On July 19, 2023, Juzang signed another two-way contract with the Jazz. In a March 15, 2024 game against the Atlanta Hawks, Juzang scored a then-career-high 19 points on 7-for-11 shooting in 25 minutes off of the bench. Juzang scored a new career high of 27 points against the Golden State Warriors in a regular season game on April 7, 2024. On August 13, he signed a four-year contract with the Jazz. On June 30, 2025, Juzang was waived by the Jazz.

=== Minnesota Timberwolves (2025–2026) ===
On August 1, 2025, Juzang signed a one-year, non-guaranteed contract with the Minnesota Timberwolves.
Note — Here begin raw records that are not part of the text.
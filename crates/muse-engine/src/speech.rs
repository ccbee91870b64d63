use anyhow::{Context, Result};
use muse_contracts::{truncate_chars, ArtifactKind, ArtifactStore, StoredArtifact};

use crate::providers::SpeechEngine;

/// Longest text (in characters) handed to the speech engine.
pub const MAX_SPEECH_CHARS: usize = 5000;

pub struct SpeechRenderer {
    engine: Box<dyn SpeechEngine>,
    store: ArtifactStore,
}

impl SpeechRenderer {
    pub fn new(engine: Box<dyn SpeechEngine>, store: ArtifactStore) -> Self {
        Self { engine, store }
    }

    pub fn engine_name(&self) -> &str {
        self.engine.name()
    }

    /// Renders `text` (truncated, otherwise verbatim) to a new audio artifact.
    pub fn render(&self, text: &str) -> Result<StoredArtifact> {
        let text = truncate_chars(text, MAX_SPEECH_CHARS);
        let artifact = self.store.allocate(ArtifactKind::Audio);
        self.engine
            .save_to_file(text, &artifact.path)
            .with_context(|| format!("{} speech synthesis failed", self.engine.name()))?;
        tracing::info!(
            engine = self.engine.name(),
            chars = text.chars().count(),
            path = %artifact.path.display(),
            "speech artifact written"
        );
        Ok(artifact)
    }
}
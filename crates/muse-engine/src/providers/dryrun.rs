use std::fs;
use std::path::Path;
use std::sync::Arc;

use anyhow::{Context, Result};
use image::{Rgba, RgbaImage};
use sha2::{Digest, Sha256};

use super::{ImageBackend, ImageModel, SpeechEngine, TextProvider};
use crate::placement::ModelPlacement;

/// Offline text provider; replies deterministically from the prompt.
pub struct DryrunText;

impl TextProvider for DryrunText {
    fn name(&self) -> &str {
        "dryrun"
    }

    fn generate(&self, prompt: &str) -> Result<String> {
        Ok(format!("**dryrun** reply to:\n{prompt}"))
    }
}

/// Offline image backend producing a prompt-seeded gradient.
pub struct DryrunImageBackend {
    size: u32,
}

impl Default for DryrunImageBackend {
    fn default() -> Self {
        Self { size: 512 }
    }
}

impl DryrunImageBackend {
    pub fn with_size(size: u32) -> Self {
        Self { size: size.max(1) }
    }
}

impl ImageBackend for DryrunImageBackend {
    fn name(&self) -> &str {
        "dryrun"
    }

    fn load(&self, placement: ModelPlacement) -> Result<Arc<dyn ImageModel>> {
        Ok(Arc::new(DryrunImageModel {
            placement,
            size: self.size,
        }))
    }
}

struct DryrunImageModel {
    placement: ModelPlacement,
    size: u32,
}

impl ImageModel for DryrunImageModel {
    fn placement(&self) -> ModelPlacement {
        self.placement
    }

    fn generate(&self, prompt: &str) -> Result<RgbaImage> {
        Ok(dryrun_image(prompt, self.size, self.size))
    }
}

pub(crate) fn dryrun_image(prompt: &str, width: u32, height: u32) -> RgbaImage {
    let (r, g, b) = color_from_prompt(prompt);
    RgbaImage::from_fn(width, height, |x, y| {
        let fx = (x * 255 / width.max(1)) as u8;
        let fy = (y * 255 / height.max(1)) as u8;
        Rgba([r ^ fx, g ^ fy, b.wrapping_add(fx / 2).wrapping_add(fy / 2), 255])
    })
}

fn color_from_prompt(prompt: &str) -> (u8, u8, u8) {
    let mut hasher = Sha256::new();
    hasher.update(prompt.as_bytes());
    let digest = hasher.finalize();
    (digest[0], digest[1], digest[2])
}

/// Offline speech engine writing a silent MP3 whose length follows the text.
pub struct DryrunSpeech;

// MPEG-1 Layer III, 128 kbit/s, 44.1 kHz, mono, no CRC.
const SILENT_FRAME_HEADER: [u8; 4] = [0xFF, 0xFB, 0x90, 0xC4];
const SILENT_FRAME_LEN: usize = 417;
const MIN_SILENT_FRAMES: usize = 38;

pub(crate) fn silent_mp3(text: &str) -> Vec<u8> {
    let frames = (text.chars().count() * 5 / 2).max(MIN_SILENT_FRAMES);
    let mut frame = vec![0u8; SILENT_FRAME_LEN];
    frame[..SILENT_FRAME_HEADER.len()].copy_from_slice(&SILENT_FRAME_HEADER);
    frame.repeat(frames)
}

impl SpeechEngine for DryrunSpeech {
    fn name(&self) -> &str {
        "dryrun"
    }

    fn save_to_file(&self, text: &str, path: &Path) -> Result<()> {
        fs::write(path, silent_mp3(text))
            .with_context(|| format!("failed to write {}", path.display()))
    }
}
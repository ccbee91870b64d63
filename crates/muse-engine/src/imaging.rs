use std::sync::atomic::{AtomicUsize, Ordering};
use std::sync::{Arc, Mutex, PoisonError};
use std::time::Instant;

use anyhow::{Context, Result};
use image::imageops::{self, FilterType};
use image::RgbaImage;
use muse_contracts::{ArtifactKind, ArtifactStore, StoredArtifact};

use crate::placement::ModelPlacement;
use crate::providers::{ImageBackend, ImageModel};

/// Square edge used when a caller does not ask for a size.
pub const DEFAULT_IMAGE_SIZE: u32 = 512;

/// Owns the image backend and its lazily loaded model handle.
///
/// The handle is built at most once per synthesizer: concurrent first callers
/// wait on the same guard instead of racing to load. A failed load leaves the
/// slot empty, so the next request tries again.
pub struct ImageSynthesizer {
    backend: Box<dyn ImageBackend>,
    placement: ModelPlacement,
    model: Mutex<Option<Arc<dyn ImageModel>>>,
    loads: AtomicUsize,
}

impl ImageSynthesizer {
    pub fn new(backend: Box<dyn ImageBackend>, placement: ModelPlacement) -> Self {
        Self {
            backend,
            placement,
            model: Mutex::new(None),
            loads: AtomicUsize::new(0),
        }
    }

    pub fn backend_name(&self) -> &str {
        self.backend.name()
    }

    pub fn placement(&self) -> ModelPlacement {
        self.placement
    }

    /// How many times the backend has been asked to load a model.
    pub fn load_count(&self) -> usize {
        self.loads.load(Ordering::SeqCst)
    }

    pub fn is_loaded(&self) -> bool {
        self.model
            .lock()
            .unwrap_or_else(PoisonError::into_inner)
            .is_some()
    }

    pub fn ensure_model(&self) -> Result<Arc<dyn ImageModel>> {
        let mut slot = self.model.lock().unwrap_or_else(PoisonError::into_inner);
        if let Some(model) = slot.as_ref() {
            return Ok(Arc::clone(model));
        }

        let started = Instant::now();
        self.loads.fetch_add(1, Ordering::SeqCst);
        let model = self
            .backend
            .load(self.placement)
            .with_context(|| format!("failed to load {} image model", self.backend.name()))?;
        tracing::info!(
            backend = self.backend.name(),
            device = %self.placement.device,
            precision = %self.placement.precision,
            elapsed_ms = started.elapsed().as_millis() as u64,
            "image model loaded"
        );
        *slot = Some(Arc::clone(&model));
        Ok(model)
    }

    /// One image at the backend's native dimensions.
    pub fn generate(&self, prompt: &str) -> Result<RgbaImage> {
        let model = self.ensure_model()?;
        model
            .generate(prompt)
            .with_context(|| format!("{} image generation failed", self.backend.name()))
    }

    /// One image resized to `size`×`size`.
    pub fn synthesize(&self, prompt: &str, size: u32) -> Result<RgbaImage> {
        let image = self.generate(prompt)?;
        if image.dimensions() == (size, size) {
            return Ok(image);
        }
        Ok(imageops::resize(&image, size, size, FilterType::CatmullRom))
    }

    /// Generates a still image and stores it as PNG without resizing.
    pub fn render_still(&self, prompt: &str, store: &ArtifactStore) -> Result<StoredArtifact> {
        let image = self.generate(prompt)?;
        let artifact = store.allocate(ArtifactKind::Image);
        image
            .save_with_format(&artifact.path, image::ImageFormat::Png)
            .with_context(|| format!("failed to save {}", artifact.path.display()))?;
        tracing::info!(
            width = image.width(),
            height = image.height(),
            path = %artifact.path.display(),
            "image artifact written"
        );
        Ok(artifact)
    }
}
On October 18, the Timberwolves converted him to a two-way contract. He was waived on February 18, 2026, after appearing in 21 games and averaging 2.0 points and 0.8 rebounds in 4.2 minutes for the Timberwolves.

===Zenit Saint Petersburg (2026)===
On February 28, 2026, Juzang signed with Zenit Saint Petersburg of the VTB United League.

===Fenerbahçe (2026–present)===
On July 27, 2026, Juzang signed one-year deal with Fenerbahçe of the Turkish Basketbol Süper Ligi (BSL).

==Career statistics==

===NBA===

| Year | Team | GP | GS | MPG | FG% | 3P% | FT% | RPG | APG | SPG | BPG | PPG |
|---|---|---|---|---|---|---|---|---|---|---|---|---|
| 2022–23 | Utah | 18 | 0 | 12.9 | .337 | .238 | .500 | 2.2 | .4 | .2 | .2 | 4.8 |
| 2023–24 | Utah | 20 | 5 | 18.6 | .464 | .416 | .714 | 1.8 | 1.2 | .2 | .1 | 7.2 |
| 2024–25 | Utah | 64 | 18 | 19.8 | .429 | .376 | .849 | 2.9 | 1.1 | .6 | .1 | 8.9 |
| 2025–26 | Minnesota | 21 | 0 | 4.2 | .421 | .250 | .625 | .8 | .3 | .1 | .0 | 2.0 |
| Career |  | 123 | 23 | 16.0 | .421 | .358 | .785 | 2.2 | .0 | .4 | .1 | 6.9 |

Source:

===College===

| Year | Team | GP | GS | MPG | FG% | 3P% | FT% | RPG | APG | SPG | BPG | PPG |
|---|---|---|---|---|---|---|---|---|---|---|---|---|
| 2019–20 | Kentucky | 28 | 2 | 12.3 | .377 | .326 | .833 | 1.9 | .3 | .2 | .1 | 2.9 |
| 2020–21 | UCLA | 27 | 26 | 32.3 | .441 | .353 | .877 | 4.1 | 1.6 | .8 | .3 | 16.0 |
| 2021–22 | UCLA | 30 | 29 | 31.8 | .432 | .360 | .835 | 4.7 | 1.8 | .7 | .1 | 15.6 |
| Career |  | 85 | 57 | 25.5 | .431 | .352 | .853 | 3.6 | 1.2 | .6 | .2 | 11.6 |

Source:

===EuroLeague===

| Year | Team | GP | GS | MPG | FG% | 3P% | FT% | RPG | APG | SPG | BPG | PPG | PIR |
|---|---|---|---|---|---|---|---|---|---|---|---|---|---|
| 2026–27 | Fenerbahçe | 0 | 0 | 0 | .000 | .000 | .000 | 0 | 0 | 0 | 0 | 0 | 0 |

==Personal life==
Juzang's older brother, Christian, played college basketball as a point guard for Harvard, and played in the Vietnam Basketball Association with the Saigon Heat. He has a younger sister, Lauren.